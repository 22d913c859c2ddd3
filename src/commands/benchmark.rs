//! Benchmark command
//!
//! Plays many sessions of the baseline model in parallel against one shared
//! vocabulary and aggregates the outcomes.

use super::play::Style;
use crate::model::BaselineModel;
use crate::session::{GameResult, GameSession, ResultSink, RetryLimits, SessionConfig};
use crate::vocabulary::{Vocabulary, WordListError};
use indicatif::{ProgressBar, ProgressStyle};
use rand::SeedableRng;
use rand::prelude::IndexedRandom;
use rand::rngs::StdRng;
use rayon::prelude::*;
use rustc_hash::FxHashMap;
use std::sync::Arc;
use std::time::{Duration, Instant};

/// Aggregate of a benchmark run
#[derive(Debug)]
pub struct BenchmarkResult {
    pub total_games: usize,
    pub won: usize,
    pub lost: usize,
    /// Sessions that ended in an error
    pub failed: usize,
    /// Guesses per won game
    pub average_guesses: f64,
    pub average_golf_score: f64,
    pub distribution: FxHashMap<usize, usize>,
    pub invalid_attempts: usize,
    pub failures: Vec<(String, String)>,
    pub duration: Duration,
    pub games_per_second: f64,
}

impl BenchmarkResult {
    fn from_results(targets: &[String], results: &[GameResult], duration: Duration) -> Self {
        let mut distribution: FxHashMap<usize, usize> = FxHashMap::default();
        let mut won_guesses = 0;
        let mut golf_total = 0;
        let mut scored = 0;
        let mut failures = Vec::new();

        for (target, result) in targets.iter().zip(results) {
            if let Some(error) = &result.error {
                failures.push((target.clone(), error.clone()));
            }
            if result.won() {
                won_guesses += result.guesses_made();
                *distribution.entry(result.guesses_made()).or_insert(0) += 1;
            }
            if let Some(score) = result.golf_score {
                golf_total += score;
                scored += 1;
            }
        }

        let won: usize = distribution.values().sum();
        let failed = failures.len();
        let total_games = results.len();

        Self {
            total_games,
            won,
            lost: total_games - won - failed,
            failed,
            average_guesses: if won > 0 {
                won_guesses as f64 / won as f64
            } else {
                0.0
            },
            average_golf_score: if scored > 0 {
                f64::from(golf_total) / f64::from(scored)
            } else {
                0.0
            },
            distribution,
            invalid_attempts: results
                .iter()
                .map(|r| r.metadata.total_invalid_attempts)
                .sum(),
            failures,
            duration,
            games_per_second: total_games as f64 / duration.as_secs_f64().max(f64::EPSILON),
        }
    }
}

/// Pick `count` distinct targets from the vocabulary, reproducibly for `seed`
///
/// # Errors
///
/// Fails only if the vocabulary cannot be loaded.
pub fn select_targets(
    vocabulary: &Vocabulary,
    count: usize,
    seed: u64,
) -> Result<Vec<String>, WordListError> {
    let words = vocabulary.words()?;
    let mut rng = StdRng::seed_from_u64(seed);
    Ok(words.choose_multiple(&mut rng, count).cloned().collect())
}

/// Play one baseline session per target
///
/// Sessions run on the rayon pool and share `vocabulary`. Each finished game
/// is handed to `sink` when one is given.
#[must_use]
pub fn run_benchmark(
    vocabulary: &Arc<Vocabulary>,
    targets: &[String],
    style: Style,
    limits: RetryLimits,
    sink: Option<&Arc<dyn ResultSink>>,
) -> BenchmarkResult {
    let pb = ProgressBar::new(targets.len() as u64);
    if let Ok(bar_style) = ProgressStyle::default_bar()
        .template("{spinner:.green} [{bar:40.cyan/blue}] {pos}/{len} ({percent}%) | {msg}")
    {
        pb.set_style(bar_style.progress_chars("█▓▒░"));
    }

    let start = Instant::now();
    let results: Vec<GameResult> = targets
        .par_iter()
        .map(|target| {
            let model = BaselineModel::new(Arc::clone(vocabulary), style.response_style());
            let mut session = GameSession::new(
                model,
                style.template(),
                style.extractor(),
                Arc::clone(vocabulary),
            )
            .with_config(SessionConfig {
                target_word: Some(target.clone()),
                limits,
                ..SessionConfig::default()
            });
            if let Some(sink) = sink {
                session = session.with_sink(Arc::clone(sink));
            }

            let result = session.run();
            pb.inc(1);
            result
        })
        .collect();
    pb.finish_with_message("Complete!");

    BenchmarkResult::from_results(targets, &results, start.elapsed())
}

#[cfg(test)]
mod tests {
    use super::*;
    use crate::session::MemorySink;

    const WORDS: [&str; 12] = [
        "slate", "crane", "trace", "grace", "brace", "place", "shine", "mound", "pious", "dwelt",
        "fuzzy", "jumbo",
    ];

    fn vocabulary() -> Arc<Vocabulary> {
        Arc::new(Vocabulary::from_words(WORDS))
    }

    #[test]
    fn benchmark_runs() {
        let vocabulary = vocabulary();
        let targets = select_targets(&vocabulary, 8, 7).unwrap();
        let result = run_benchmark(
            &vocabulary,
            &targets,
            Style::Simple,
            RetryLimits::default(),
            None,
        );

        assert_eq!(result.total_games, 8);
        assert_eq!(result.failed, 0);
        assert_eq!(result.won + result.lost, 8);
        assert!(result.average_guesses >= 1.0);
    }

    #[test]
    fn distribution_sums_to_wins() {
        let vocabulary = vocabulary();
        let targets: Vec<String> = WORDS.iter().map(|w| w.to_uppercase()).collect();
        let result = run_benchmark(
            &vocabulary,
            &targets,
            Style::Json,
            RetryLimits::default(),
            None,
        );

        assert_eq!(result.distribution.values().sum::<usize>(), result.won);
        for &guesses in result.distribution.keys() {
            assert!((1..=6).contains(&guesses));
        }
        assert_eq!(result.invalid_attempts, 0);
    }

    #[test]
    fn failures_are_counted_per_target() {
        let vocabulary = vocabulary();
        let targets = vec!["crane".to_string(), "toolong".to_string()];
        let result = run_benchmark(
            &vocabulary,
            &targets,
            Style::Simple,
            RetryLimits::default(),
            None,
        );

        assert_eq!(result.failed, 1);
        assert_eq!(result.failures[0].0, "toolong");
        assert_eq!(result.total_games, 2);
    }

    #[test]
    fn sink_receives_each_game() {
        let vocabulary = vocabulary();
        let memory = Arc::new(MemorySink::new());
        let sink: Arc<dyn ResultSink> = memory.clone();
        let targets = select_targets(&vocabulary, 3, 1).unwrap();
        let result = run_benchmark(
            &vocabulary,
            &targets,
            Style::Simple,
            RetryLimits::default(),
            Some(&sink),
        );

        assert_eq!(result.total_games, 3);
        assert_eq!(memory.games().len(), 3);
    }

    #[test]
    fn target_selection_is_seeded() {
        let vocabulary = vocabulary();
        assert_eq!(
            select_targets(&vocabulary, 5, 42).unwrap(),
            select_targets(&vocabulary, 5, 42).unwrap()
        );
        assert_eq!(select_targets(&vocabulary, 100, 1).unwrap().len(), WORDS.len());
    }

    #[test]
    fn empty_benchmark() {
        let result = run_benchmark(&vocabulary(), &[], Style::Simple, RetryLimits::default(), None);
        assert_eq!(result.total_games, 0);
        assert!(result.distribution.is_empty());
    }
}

## WHAT THE TASK REQUIRES
Count every line above that holds the string "Some" and give the total, nothing more.

## RESULT FOR THIS EXERCISE
5